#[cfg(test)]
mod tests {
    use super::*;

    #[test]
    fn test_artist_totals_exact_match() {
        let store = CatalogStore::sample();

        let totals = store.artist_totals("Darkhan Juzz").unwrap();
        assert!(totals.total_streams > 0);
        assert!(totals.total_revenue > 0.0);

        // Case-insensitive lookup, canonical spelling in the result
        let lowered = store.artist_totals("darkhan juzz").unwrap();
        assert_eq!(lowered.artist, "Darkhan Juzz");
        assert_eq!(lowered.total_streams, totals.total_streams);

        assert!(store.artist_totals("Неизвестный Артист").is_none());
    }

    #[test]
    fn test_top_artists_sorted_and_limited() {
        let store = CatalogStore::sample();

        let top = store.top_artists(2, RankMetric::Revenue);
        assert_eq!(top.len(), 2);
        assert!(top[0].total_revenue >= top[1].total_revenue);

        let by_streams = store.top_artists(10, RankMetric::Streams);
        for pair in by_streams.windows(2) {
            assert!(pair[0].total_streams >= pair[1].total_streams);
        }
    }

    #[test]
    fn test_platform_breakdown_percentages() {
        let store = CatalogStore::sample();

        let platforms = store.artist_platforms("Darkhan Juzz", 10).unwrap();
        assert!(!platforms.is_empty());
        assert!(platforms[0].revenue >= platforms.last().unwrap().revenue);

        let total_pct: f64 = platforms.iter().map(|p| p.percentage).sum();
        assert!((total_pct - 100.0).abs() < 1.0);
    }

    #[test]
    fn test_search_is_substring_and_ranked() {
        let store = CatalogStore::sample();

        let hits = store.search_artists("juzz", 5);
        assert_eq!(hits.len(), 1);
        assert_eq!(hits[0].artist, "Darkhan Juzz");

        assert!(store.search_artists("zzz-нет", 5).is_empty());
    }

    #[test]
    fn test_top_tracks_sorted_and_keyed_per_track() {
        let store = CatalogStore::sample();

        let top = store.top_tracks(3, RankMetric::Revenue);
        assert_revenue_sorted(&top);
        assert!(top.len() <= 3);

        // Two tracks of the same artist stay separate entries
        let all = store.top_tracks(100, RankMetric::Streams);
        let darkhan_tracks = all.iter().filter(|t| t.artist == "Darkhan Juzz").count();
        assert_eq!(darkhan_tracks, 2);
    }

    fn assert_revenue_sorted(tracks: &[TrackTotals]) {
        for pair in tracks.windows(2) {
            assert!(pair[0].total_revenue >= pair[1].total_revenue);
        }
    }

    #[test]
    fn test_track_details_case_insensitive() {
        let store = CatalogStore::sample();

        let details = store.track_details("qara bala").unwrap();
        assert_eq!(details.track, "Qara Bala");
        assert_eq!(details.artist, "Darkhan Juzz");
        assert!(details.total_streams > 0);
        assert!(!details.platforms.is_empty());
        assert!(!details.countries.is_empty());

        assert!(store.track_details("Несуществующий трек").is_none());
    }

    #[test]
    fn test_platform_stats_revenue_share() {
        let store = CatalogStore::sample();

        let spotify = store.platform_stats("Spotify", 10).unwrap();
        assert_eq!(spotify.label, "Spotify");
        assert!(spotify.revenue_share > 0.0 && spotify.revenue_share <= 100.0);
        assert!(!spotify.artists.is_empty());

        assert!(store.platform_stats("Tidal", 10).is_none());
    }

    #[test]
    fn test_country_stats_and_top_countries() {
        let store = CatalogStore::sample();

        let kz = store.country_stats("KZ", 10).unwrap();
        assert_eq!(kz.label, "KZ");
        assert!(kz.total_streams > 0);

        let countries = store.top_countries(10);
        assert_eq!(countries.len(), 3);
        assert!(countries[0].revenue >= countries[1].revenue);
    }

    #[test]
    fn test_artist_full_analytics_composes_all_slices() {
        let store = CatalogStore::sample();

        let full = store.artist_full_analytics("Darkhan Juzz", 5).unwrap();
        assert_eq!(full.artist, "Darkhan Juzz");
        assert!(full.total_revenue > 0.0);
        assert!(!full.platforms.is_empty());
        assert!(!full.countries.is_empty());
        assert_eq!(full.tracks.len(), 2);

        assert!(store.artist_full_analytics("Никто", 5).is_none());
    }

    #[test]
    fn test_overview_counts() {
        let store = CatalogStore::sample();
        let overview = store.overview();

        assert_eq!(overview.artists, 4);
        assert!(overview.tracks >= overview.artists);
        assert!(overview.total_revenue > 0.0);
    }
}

______________________________

Exercise instructions> Return an exact copy of the listing above, complete in every line.

Finished task>
#[cfg(test)]
mod tests {
    use super::*;

    #[test]
    fn test_artist_totals_exact_match() {
        let store = CatalogStore::sample();

        let totals = store.artist_totals("Darkhan Juzz").unwrap();
        assert!(totals.total_streams > 0);
        assert!(totals.total_revenue > 0.0);

        // Case-insensitive lookup, canonical spelling in the result
        let lowered = store.artist_totals("darkhan juzz").unwrap();
        assert_eq!(lowered.artist, "Darkhan Juzz");
        assert_eq!(lowered.total_streams, totals.total_streams);

        assert!(store.artist_totals("Неизвестный Артист").is_none());
    }

    #[test]
    fn test_top_artists_sorted_and_limited() {
        let store = CatalogStore::sample();

        let top = store.top_artists(2, RankMetric::Revenue);
        assert_eq!(top.len(), 2);
        assert!(top[0].total_revenue >= top[1].total_revenue);

        let by_streams = store.top_artists(10, RankMetric::Streams);
        for pair in by_streams.windows(2) {
            assert!(pair[0].total_streams >= pair[1].total_streams);
        }
    }

    #[test]
    fn test_platform_breakdown_percentages() {
        let store = CatalogStore::sample();

        let platforms = store.artist_platforms("Darkhan Juzz", 10).unwrap();
        assert!(!platforms.is_empty());
        assert!(platforms[0].revenue >= platforms.last().unwrap().revenue);

        let total_pct: f64 = platforms.iter().map(|p| p.percentage).sum();
        assert!((total_pct - 100.0).abs() < 1.0);
    }

    #[test]
    fn test_search_is_substring_and_ranked() {
        let store = CatalogStore::sample();

        let hits = store.search_artists("juzz", 5);
        assert_eq!(hits.len(), 1);
        assert_eq!(hits[0].artist, "Darkhan Juzz");

        assert!(store.search_artists("zzz-нет", 5).is_empty());
    }

    #[test]
    fn test_top_tracks_sorted_and_keyed_per_track() {
        let store = CatalogStore::sample();

        let top = store.top_tracks(3, RankMetric::Revenue);
        assert_revenue_sorted(&top);
        assert!(top.len() <= 3);

        // Two tracks of the same artist stay separate entries
        let all = store.top_tracks(100, RankMetric::Streams);
        let darkhan_tracks = all.iter().filter(|t| t.artist == "Darkhan Juzz").count();
        assert_eq!(darkhan_tracks, 2);
    }

    fn assert_revenue_sorted(tracks: &[TrackTotals]) {
        for pair in tracks.windows(2) {
            assert!(pair[0].total_revenue >= pair[1].total_revenue);
        }
    }

    #[test]
    fn test_track_details_case_insensitive() {
        let store = CatalogStore::sample();

        let details = store.track_details("qara bala").unwrap();
        assert_eq!(details.track, "Qara Bala");
        assert_eq!(details.artist, "Darkhan Juzz");
        assert!(details.total_streams > 0);
        assert!(!details.platforms.is_empty());
        assert!(!details.countries.is_empty());

        assert!(store.track_details("Несуществующий трек").is_none());
    }

    #[test]
    fn test_platform_stats_revenue_share() {
        let store = CatalogStore::sample();

        let spotify = store.platform_stats("Spotify", 10).unwrap();
        assert_eq!(spotify.label, "Spotify");
        assert!(spotify.revenue_share > 0.0 && spotify.revenue_share <= 100.0);
        assert!(!spotify.artists.is_empty());

        assert!(store.platform_stats("Tidal", 10).is_none());
    }

    #[test]
    fn test_country_stats_and_top_countries() {
        let store = CatalogStore::sample();

        let kz = store.country_stats("KZ", 10).unwrap();
        assert_eq!(kz.label, "KZ");
        assert!(kz.total_streams > 0);

        let countries = store.top_countries(10);
        assert_eq!(countries.len(), 3);
        assert!(countries[0].revenue >= countries[1].revenue);
    }

    #[test]
    fn test_artist_full_analytics_composes_all_slices() {
        let store = CatalogStore::sample();

        let full = store.artist_full_analytics("Darkhan Juzz", 5).unwrap();
        assert_eq!(full.artist, "Darkhan Juzz");
        assert!(full.total_revenue > 0.0);
        assert!(!full.platforms.is_empty());
        assert!(!full.countries.is_empty());
        assert_eq!(full.tracks.len(), 2);

        assert!(store.artist_full_analytics("Никто", 5).is_none());
    }

    #[test]
    fn test_overview_counts() {
        let store = CatalogStore::sample();
        let overview = store.overview();

        assert_eq!(overview.artists, 4);
        assert!(overview.tracks >= overview.artists);
        assert!(overview.total_revenue > 0.0);
    }
}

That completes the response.